EXERCISE DETAILS. Retype each entry below, keeping every character the same.

EXCERPTED DATA.
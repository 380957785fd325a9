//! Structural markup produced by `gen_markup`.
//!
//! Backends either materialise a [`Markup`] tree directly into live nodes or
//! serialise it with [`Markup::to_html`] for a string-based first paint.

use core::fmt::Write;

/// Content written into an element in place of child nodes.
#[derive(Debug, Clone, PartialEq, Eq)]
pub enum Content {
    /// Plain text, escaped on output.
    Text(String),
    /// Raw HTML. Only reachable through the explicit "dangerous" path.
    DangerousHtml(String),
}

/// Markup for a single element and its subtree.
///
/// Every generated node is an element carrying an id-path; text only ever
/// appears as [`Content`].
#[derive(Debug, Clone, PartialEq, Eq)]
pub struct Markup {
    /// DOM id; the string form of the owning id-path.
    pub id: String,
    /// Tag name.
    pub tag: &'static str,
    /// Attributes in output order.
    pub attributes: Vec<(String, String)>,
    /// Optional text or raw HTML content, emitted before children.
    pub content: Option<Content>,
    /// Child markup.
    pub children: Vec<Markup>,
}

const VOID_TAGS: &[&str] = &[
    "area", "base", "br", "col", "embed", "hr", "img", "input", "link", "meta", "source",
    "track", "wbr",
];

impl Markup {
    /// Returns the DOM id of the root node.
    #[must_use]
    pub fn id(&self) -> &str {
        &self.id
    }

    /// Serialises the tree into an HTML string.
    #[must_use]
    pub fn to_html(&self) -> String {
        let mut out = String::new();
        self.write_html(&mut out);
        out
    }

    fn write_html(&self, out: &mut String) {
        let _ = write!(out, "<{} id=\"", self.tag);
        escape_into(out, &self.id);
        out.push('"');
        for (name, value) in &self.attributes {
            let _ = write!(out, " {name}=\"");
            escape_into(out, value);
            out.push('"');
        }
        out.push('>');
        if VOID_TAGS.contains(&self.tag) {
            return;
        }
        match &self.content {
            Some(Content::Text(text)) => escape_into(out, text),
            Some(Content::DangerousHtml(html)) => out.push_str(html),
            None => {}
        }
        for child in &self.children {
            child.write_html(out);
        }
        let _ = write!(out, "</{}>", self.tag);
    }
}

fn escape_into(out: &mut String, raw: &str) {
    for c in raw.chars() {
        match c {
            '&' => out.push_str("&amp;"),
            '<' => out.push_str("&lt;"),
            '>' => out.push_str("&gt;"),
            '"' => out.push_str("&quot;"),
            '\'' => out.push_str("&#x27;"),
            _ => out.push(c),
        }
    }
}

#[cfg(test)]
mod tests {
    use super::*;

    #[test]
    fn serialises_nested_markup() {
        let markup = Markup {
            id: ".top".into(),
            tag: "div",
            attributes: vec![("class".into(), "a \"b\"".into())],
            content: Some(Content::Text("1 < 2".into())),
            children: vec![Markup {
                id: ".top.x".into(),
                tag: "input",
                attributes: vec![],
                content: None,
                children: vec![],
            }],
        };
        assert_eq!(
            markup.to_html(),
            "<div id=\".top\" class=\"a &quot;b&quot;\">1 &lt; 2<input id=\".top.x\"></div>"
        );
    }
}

FINAL ANSWER.
repository 380957785fd325a9
//! Structural markup produced by `gen_markup`.
//!
//! Backends either materialise a [`Markup`] tree directly into live nodes or
//! serialise it with [`Markup::to_html`] for a string-based first paint.

use core::fmt::Write;

/// Content written into an element in place of child nodes.
#[derive(Debug, Clone, PartialEq, Eq)]
pub enum Content {
    /// Plain text, escaped on output.
    Text(String),
    /// Raw HTML. Only reachable through the explicit "dangerous" path.
    DangerousHtml(String),
}

/// Markup for a single element and its subtree.
///
/// Every generated node is an element carrying an id-path; text only ever
/// appears as [`Content`].
#[derive(Debug, Clone, PartialEq, Eq)]
pub struct Markup {
    /// DOM id; the string form of the owning id-path.
    pub id: String,
    /// Tag name.
    pub tag: &'static str,
    /// Attributes in output order.
    pub attributes: Vec<(String, String)>,
    /// Optional text or raw HTML content, emitted before children.
    pub content: Option<Content>,
    /// Child markup.
    pub children: Vec<Markup>,
}

const VOID_TAGS: &[&str] = &[
    "area", "base", "br", "col", "embed", "hr", "img", "input", "link", "meta", "source",
    "track", "wbr",
];

impl Markup {
    /// Returns the DOM id of the root node.
    #[must_use]
    pub fn id(&self) -> &str {
        &self.id
    }

    /// Serialises the tree into an HTML string.
    #[must_use]
    pub fn to_html(&self) -> String {
        let mut out = String::new();
        self.write_html(&mut out);
        out
    }

    fn write_html(&self, out: &mut String) {
        let _ = write!(out, "<{} id=\"", self.tag);
        escape_into(out, &self.id);
        out.push('"');
        for (name, value) in &self.attributes {
            let _ = write!(out, " {name}=\"");
            escape_into(out, value);
            out.push('"');
        }
        out.push('>');
        if VOID_TAGS.contains(&self.tag) {
            return;
        }
        match &self.content {
            Some(Content::Text(text)) => escape_into(out, text),
            Some(Content::DangerousHtml(html)) => out.push_str(html),
            None => {}
        }
        for child in &self.children {
            child.write_html(out);
        }
        let _ = write!(out, "</{}>", self.tag);
    }
}

fn escape_into(out: &mut String, raw: &str) {
    for c in raw.chars() {
        match c {
            '&' => out.push_str("&amp;"),
            '<' => out.push_str("&lt;"),
            '>' => out.push_str("&gt;"),
            '"' => out.push_str("&quot;"),
            '\'' => out.push_str("&#x27;"),
            _ => out.push(c),
        }
    }
}

#[cfg(test)]
mod tests {
    use super::*;

    #[test]
    fn serialises_nested_markup() {
        let markup = Markup {
            id: ".top".into(),
            tag: "div",
            attributes: vec![("class".into(), "a \"b\"".into())],
            content: Some(Content::Text("1 < 2".into())),
            children: vec![Markup {
                id: ".top.x".into(),
                tag: "input",
                attributes: vec![],
                content: None,
                children: vec![],
            }],
        };
        assert_eq!(
            markup.to_html(),
            "<div id=\".top\" class=\"a &quot;b&quot;\">1 &lt; 2<input id=\".top.x\"></div>"
        );
    }
}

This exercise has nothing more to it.